Dr Panayiota Touloupou BSc MSc PhD

Dr Panayiota Touloupou

School of Mathematics
Associate Professor in Mathematics and Statistics

Contact details

Address
School of Mathematics
Watson Building
University of Birmingham
Edgbaston
Birmingham
B15 2TT
UK

Panayiota Touloupou is a Lecturer in Mathematics and Statistics. Panayiota's research interests lie in statistical methodology and computational statistics. Her research mostly involves aspects of stochastic epidemic models, and applying and developing statistical methodology for the study of infectious diseases. Panayiota is a member of the Mathematical Biology and Healthcare Group, the Applied and Computational Statistics Group and the Institute of Interdisciplinary Data Science and AI. She is also a member of Equality, diversity and inclusion (EDI) committee of the School of Mathematics. Panayiota was a member of the Neglected Tropical Disease modelling consortium.

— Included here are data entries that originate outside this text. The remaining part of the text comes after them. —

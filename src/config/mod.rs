//! Configuration module

mod site;

pub use site::BodyMode;
pub use site::OgImageConfig;
pub use site::SiteConfig;
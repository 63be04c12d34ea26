//! Error types for the content pipeline

use std::path::PathBuf;
use thiserror::Error;

/// Errors raised while turning a content file into a [`ContentItem`](crate::content::ContentItem)
#[derive(Error, Debug)]
pub enum ContentError {
    /// No `---` marker anywhere in the file; not a content file at all
    #[error("front-matter opening delimiter not found")]
    MissingOpeningDelimiter,

    /// An opening `---` without a matching closing one; a malformed file
    #[error("front-matter closing delimiter not found")]
    MissingClosingDelimiter,

    #[error("invalid front-matter: {0}")]
    InvalidFrontMatter(#[from] serde_yaml::Error),

    #[error("failed to read {path:?}: {source}")]
    Io {
        path: PathBuf,
        #[source]
        source: std::io::Error,
    },

    #[error("path has no collection directory: {0:?}")]
    InvalidPath(PathBuf),

    /// The item is marked `draft: true`. Not a failure; callers skip it.
    #[error("content is marked as draft: {0:?}")]
    Draft(PathBuf),
}

impl ContentError {
    /// True for the distinguished draft condition
    pub fn is_draft(&self) -> bool {
        matches!(self, ContentError::Draft(_))
    }

    pub(crate) fn io(path: impl Into<PathBuf>, source: std::io::Error) -> Self {
        ContentError::Io {
            path: path.into(),
            source,
        }
    }
}

pub type Result<T> = std::result::Result<T, ContentError>;
//! Content module - front matter, content items, loading and feeds

pub mod collection;
pub mod feed;
mod frontmatter;
mod item;
pub mod loader;
mod markdown;

pub use collection::CollectionResolver;
pub use feed::FeedBuilder;
pub use frontmatter::FrontMatter;
pub use item::{ContentItem, DATE_FORMAT};
pub use loader::ContentLoader;
pub use markdown::MarkdownRenderer;
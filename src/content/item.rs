//! Content item model

use chrono::NaiveDate;
use serde::{Deserialize, Serialize};
use std::path::PathBuf;

/// Date format accepted in front matter
pub const DATE_FORMAT: &str = "%Y-%m-%d";

/// One content file, as handed to templates.
///
/// Built fresh on every load and never mutated by the pipeline afterwards.
#[derive(Debug, Clone, Default, Serialize, Deserialize)]
#[serde(rename_all = "camelCase")]
pub struct ContentItem {
    /// Title from front matter, empty if absent
    pub title: String,

    /// Description from front matter, empty if absent
    pub description: String,

    /// Markdown or HTML, depending on the site's body mode
    pub body: String,

    /// `YYYY-MM-DD`, empty if absent
    pub date: String,

    pub draft: bool,

    pub featured: bool,

    /// External link from front matter
    pub url: String,

    /// Active theme name from the site configuration
    pub theme: String,

    /// Name of the parent directory
    pub collection: String,

    /// Set by the OG image generator, never computed here
    #[serde(rename = "ogImageUrl")]
    pub og_image_url: String,

    /// Path relative to the content root
    #[serde(skip)]
    pub source: PathBuf,
}

impl ContentItem {
    /// Parsed date, `None` when absent or not `YYYY-MM-DD`
    pub fn parsed_date(&self) -> Option<NaiveDate> {
        NaiveDate::parse_from_str(self.date.trim(), DATE_FORMAT).ok()
    }

    /// File name without extension
    pub fn slug(&self) -> String {
        self.source
            .file_stem()
            .and_then(|s| s.to_str())
            .unwrap_or_default()
            .to_string()
    }
}
//! Collection and template resolution

use std::path::Path;

use crate::error::{ContentError, Result};
use crate::templates::Renderer;

/// Collection whose items render at the site root
pub const PAGE_COLLECTION: &str = "page";

/// Per-collection front-matter scaffold, never rendered
pub const BASE_FILE: &str = "base.md";

/// Collection name of a content file: its immediate parent directory
pub fn collection_of(path: &Path) -> Result<String> {
    path.parent()
        .and_then(|dir| dir.file_name())
        .and_then(|name| name.to_str())
        .filter(|name| !name.is_empty())
        .map(str::to_string)
        .ok_or_else(|| ContentError::InvalidPath(path.to_path_buf()))
}

/// True for `base.md` scaffolds
pub fn is_base_file(path: &Path) -> bool {
    path.file_name().map(|n| n == BASE_FILE).unwrap_or(false)
}

/// True for files that belong in feeds: not a page, not a scaffold
pub fn is_feed_item(path: &Path) -> bool {
    if is_base_file(path) {
        return false;
    }
    !matches!(collection_of(path), Ok(c) if c == PAGE_COLLECTION)
}

/// Check if a file is a markdown file
pub fn is_markdown_file(path: &Path) -> bool {
    path.extension()
        .and_then(|e| e.to_str())
        .map(|e| e == "md")
        .unwrap_or(false)
}

/// Maps collections to template names
#[derive(Debug, Clone)]
pub struct CollectionResolver {
    default_template: String,
}

impl CollectionResolver {
    pub fn new(default_template: impl Into<String>) -> Self {
        Self {
            default_template: default_template.into(),
        }
    }

    /// Template name a collection maps to by identity
    pub fn template_name(collection: &str) -> String {
        format!("{}.html", collection)
    }

    /// Resolve the template for a collection, falling back to the default
    /// layout when the renderer has no `<collection>.html`
    pub fn resolve<R: Renderer + ?Sized>(&self, renderer: &R, collection: &str) -> String {
        let name = Self::template_name(collection);
        if renderer.has_template(&name) {
            name
        } else {
            tracing::warn!(
                "Template {} not found, using default {}",
                name,
                self.default_template
            );
            self.default_template.clone()
        }
    }

    pub fn default_template(&self) -> &str {
        &self.default_template
    }
}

Panayiota has received funding for her research from Bill and Melinda Gates Foundation and the Task Force for Global Health.

Qualifications

  • PhD in Statistics, University of Warwick, 2016
  • MSc in Statistics, University of Warwick, 2012
  • BSc in Mathematics and Statistics, University of Cyprus, 2011

Biography

Panayiota Touloupou graduated with a BSc in Mathematics and Statistics from the University of Cyprus in 2011. She then moved to the University of Warwick to study for the MSc degree in Statistics and she carried on her studies for a PhD in Statistics under the supervision of Dr Simon Spencer and Prof. Barbel Finkenstadt at the University of Warwick. The title of her PhD was 'Bayesian inference and model selection for partially observed stochastic epidemics' and she has continued to work in infectious disease modelling ever since. In July 2016 she became a Research Fellow of the Neglected Tropical Disease modelling consortium, a large-scale international multidisciplinary collaboration between research groups working on neglected tropical disease.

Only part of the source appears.